Is this only in the flac implementation or is this part of the proposed replaygain specification?
Is the reason for the lack of higher sampling rates that at the time calculation for them would have been very slow (in this case it would be better to put up a warning instead)?
Is this because the replaygain reference values are based on psychoacoustics and those are lacking for frequencies we don't hear but which would be present in the higher sampling rate signals?

  • [JAZ]
  • [*][*][*][*][*]
Replaygain at high sample rate
Reply #1
unsigned means unsigned int, and unsigned int has been 32bits since the windows 95 era (even before, in some compilers). This won't be a problem to add higher sampling rates.

Next, the sample rates themselves: Those are the typical sample rates of audio

44.1Kz = CD , 22.05 = half CD, 11.025 = quarter CD  (the value of CD has a relation with analog video, but that's for another topic)
48Khz = DAT, 24 = half DAT, 12 = quarter DAC.
32Khz = FM?, 16Khz half FM, 8Khz = analog telephone.

I haven't checked the replaygain algorithm of FLAC, but there's nothing in replaygain specific to sampling rates. What is obvious is that replaygain is a psychoacoustic algorithm, so an implementation may be implemented for specific sampling rates. One such cases can be the design of a lowpass filter.

  • tuffy
  • [*][*][*]
Replaygain at high sample rate
Reply #2
I think what's missing is a set of equal loudness filter coefficients for higher sampling rates.  If someone could crank out a set of them, it shouldn't be hard to add.

  • DVDdoug
  • [*][*][*][*][*]
Replaygain at high sample rate
Reply #3
I'll make a couple of guesses & assumptions...  I can't think of any reason why the code couldn't be revised to work with higher sample rates.

Quote
In other words, a limit, but it looks as if I could just add other values. However, 96khz would go over the unsigned 16-bit integer limit, so changing to 32-bit integers might be necessary.
I don't know what you're getting at here...  There's no relationship between the bit-depth and the sample rate.  I haven't studied the code, but most DSP software converts the raw audio data to 32-bit floating point and then converts back at the end.

Quote
Is this because the replaygain reference values are based on psychoacoustics and those are lacking for frequencies we don't hear but which would be present in the higher sampling rate signals?
I assume the psychoacoustic model will treat anything supersonic as inaudible.  And, the loudness-curve filters have to be adjusted for the sample rate in any case...  since digital filters are simply working on a sequence of numbers, in order for the filter to work properly it has to "know" the sample rate.

  • lvqcl
  • [*][*][*][*][*]
  • Developer
Replaygain at high sample rate
Reply #4
I think what's missing is a set of equal loudness filter coefficients for higher sampling rates.  If someone could crank out a set of them, it shouldn't be hard to add.


wvgain accepts input samplerates up to 192000. From wvgain.c:

Code: [Select]
// These are the filters used to calculate perceived loudness.

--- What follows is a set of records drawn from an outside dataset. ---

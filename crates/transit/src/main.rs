#[tokio::main]
async fn main() -> Result<(), Box<dyn std::error::Error>> {
    lib_transit::init().await
}
//! Time sources for TTL decisions.
//!
//! The cache and persistence layers never read the system clock directly; they
//! ask a [`Clock`]. Production code uses [`SystemClock`], tests and replays use
//! [`ManualClock`] to move time forward deterministically.

use crate::utils::current_timestamp_millis;
use std::sync::atomic::{AtomicU64, Ordering};
use std::time::Duration;

/// Source of wall-clock time in Unix epoch milliseconds.
pub trait Clock: Send + Sync + std::fmt::Debug {
    fn now_millis(&self) -> u64;
}

/// Reads the operating system clock.
#[derive(Debug, Default, Clone, Copy)]
pub struct SystemClock;

impl Clock for SystemClock {
    fn now_millis(&self) -> u64 {
        current_timestamp_millis()
    }
}

/// A clock that only moves when told to.
#[derive(Debug, Default)]
pub struct ManualClock {
    now: AtomicU64,
}

impl ManualClock {
    pub fn new(start_millis: u64) -> Self {
        Self {
            now: AtomicU64::new(start_millis),
        }
    }

    pub fn advance(&self, by: Duration) {
        self.now.fetch_add(by.as_millis() as u64, Ordering::SeqCst);
    }

    pub fn set(&self, millis: u64) {
        self.now.store(millis, Ordering::SeqCst);
    }
}

impl Clock for ManualClock {
    fn now_millis(&self) -> u64 {
        self.now.load(Ordering::SeqCst)
    }
}

#[cfg(test)]
mod tests {
    use super::*;

    #[test]
    fn test_manual_clock_advances() {
        let clock = ManualClock::new(1_000);
        clock.advance(Duration::from_secs(2));
        assert_eq!(clock.now_millis(), 3_000);
        clock.set(10);
        assert_eq!(clock.now_millis(), 10);
    }

    #[test]
    fn test_system_clock_is_after_epoch() {
        assert!(SystemClock.now_millis() > 0);
    }
}
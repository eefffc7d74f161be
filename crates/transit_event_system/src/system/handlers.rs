/// Event handler registration methods
use crate::events::{Event, EventError, EventHandler, EventKind, TypedEventHandler};
use super::core::{EventBus, HandlerId, RegisteredHandler};
use std::sync::atomic::Ordering;
use std::sync::Arc;
use tracing::{debug, info};

impl EventBus {
    /// Registers a closure for one concrete event type.
    ///
    /// Multiple handlers per type are allowed. They are invoked in insertion
    /// order, which callers must not rely on.
    ///
    /// # Examples
    ///
    /// ```rust
    /// use transit_event_system::{EventBus, EnrichedEvent};
    ///
    /// # #[tokio::main]
    /// # async fn main() {
    /// let bus = EventBus::new();
    /// let id = bus.on("zone_logger", |event: EnrichedEvent| {
    ///     println!("{} entered {}", event.source_id, event.zone_id);
    ///     Ok(())
    /// }).await;
    /// assert!(bus.unsubscribe(transit_event_system::EventKind::Enriched, id).await);
    /// # }
    /// ```
    pub async fn on<T, F>(&self, name: &str, handler: F) -> HandlerId
    where
        T: Event,
        F: Fn(T) -> Result<(), EventError> + Send + Sync + 'static,
    {
        let typed = TypedEventHandler::new(name, handler);
        self.subscribe(Arc::new(typed)).await
    }

    /// Registers a handler under the event kind it reports.
    pub async fn subscribe(&self, handler: Arc<dyn EventHandler>) -> HandlerId {
        let kind = handler.event_kind();
        let id = HandlerId(self.next_handler_id.fetch_add(1, Ordering::Relaxed));
        debug!("📝 Registering handler '{}' for {} events", handler.handler_name(), kind);

        self.handlers
            .entry(kind)
            .or_default()
            .push(RegisteredHandler { id, handler });

        let mut stats = self.stats.write().await;
        stats.total_handlers += 1;
        id
    }

    /// Removes a specific handler. Returns `false` (and does nothing) when the
    /// handler is not registered under `kind`.
    pub async fn unsubscribe(&self, kind: EventKind, id: HandlerId) -> bool {
        let removed = match self.handlers.get_mut(&kind) {
            Some(mut entry) => {
                let before = entry.len();
                entry.retain(|registered| registered.id != id);
                before != entry.len()
            }
            None => false,
        };

        if removed {
            info!("🗑️ Removed handler {:?} for {} events", id, kind);
            let mut stats = self.stats.write().await;
            stats.total_handlers = stats.total_handlers.saturating_sub(1);
        }
        removed
    }
}
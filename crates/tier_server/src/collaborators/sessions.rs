use async_trait::async_trait;
use std::collections::HashMap;
use transit_event_system::Interest;

/// What a validated session may subscribe to.
#[derive(Debug, Clone, PartialEq, Eq)]
pub struct Entitlement {
    /// Operator or dashboard identity, for logs
    pub subject: String,
    pub zones: Interest,
}

/// "Is this token valid, and which zones is it entitled to?"
#[async_trait]
pub trait SessionAuthority: Send + Sync + std::fmt::Debug {
    async fn validate(&self, token: &str) -> Option<Entitlement>;
}

/// Token table fixed at construction.
#[derive(Debug, Clone, Default)]
pub struct StaticSessionAuthority {
    tokens: HashMap<String, Entitlement>,
}

impl StaticSessionAuthority {
    pub fn new() -> Self {
        Self::default()
    }

    pub fn with_token(mut self, token: impl Into<String>, entitlement: Entitlement) -> Self {
        self.tokens.insert(token.into(), entitlement);
        self
    }
}

#[async_trait]
impl SessionAuthority for StaticSessionAuthority {
    async fn validate(&self, token: &str) -> Option<Entitlement> {
        self.tokens.get(token).cloned()
    }
}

The table data was copied
// from the Foobar2000 source code.

  • Yirkha
  • [*][*][*][*][*]
  • FB2K Moderator
Replaygain at high sample rate
Reply #5
Some filter coefficients in ReplayGain need to be changed for different sample rates. The original implementations supported only the rates listed above, but this has been subsequently amended later in some programs. For example, Menno kindly provided additional values for fb2k's RG scanner in [a href='index.php?act=findpost&pid=145716']2003[/a], I don't know about the other implementations. Further, this [a href='index.php?showtopic=60188']topic[/a] might be interesting as it deals with a similar question.

Full-quoting makes you scroll past the same junk over and over.

  • Ernst
  • [*]
Replaygain at high sample rate
Reply #6
I'll make a couple of guesses & assumptions...  I can't think of any reason why the code couldn't be revised to work with higher sample rates.

Quote
In other words, a limit, but it looks as if I could just add other values. However, 96khz would go over the unsigned 16-bit integer limit, so changing to 32-bit integers might be necessary.
I don't know what you're getting at here...  There's no relationship between the bit-depth and the sample rate.  I haven't studied the code, but most DSP software converts the raw audio data to 32-bit floating point and then converts back at the end.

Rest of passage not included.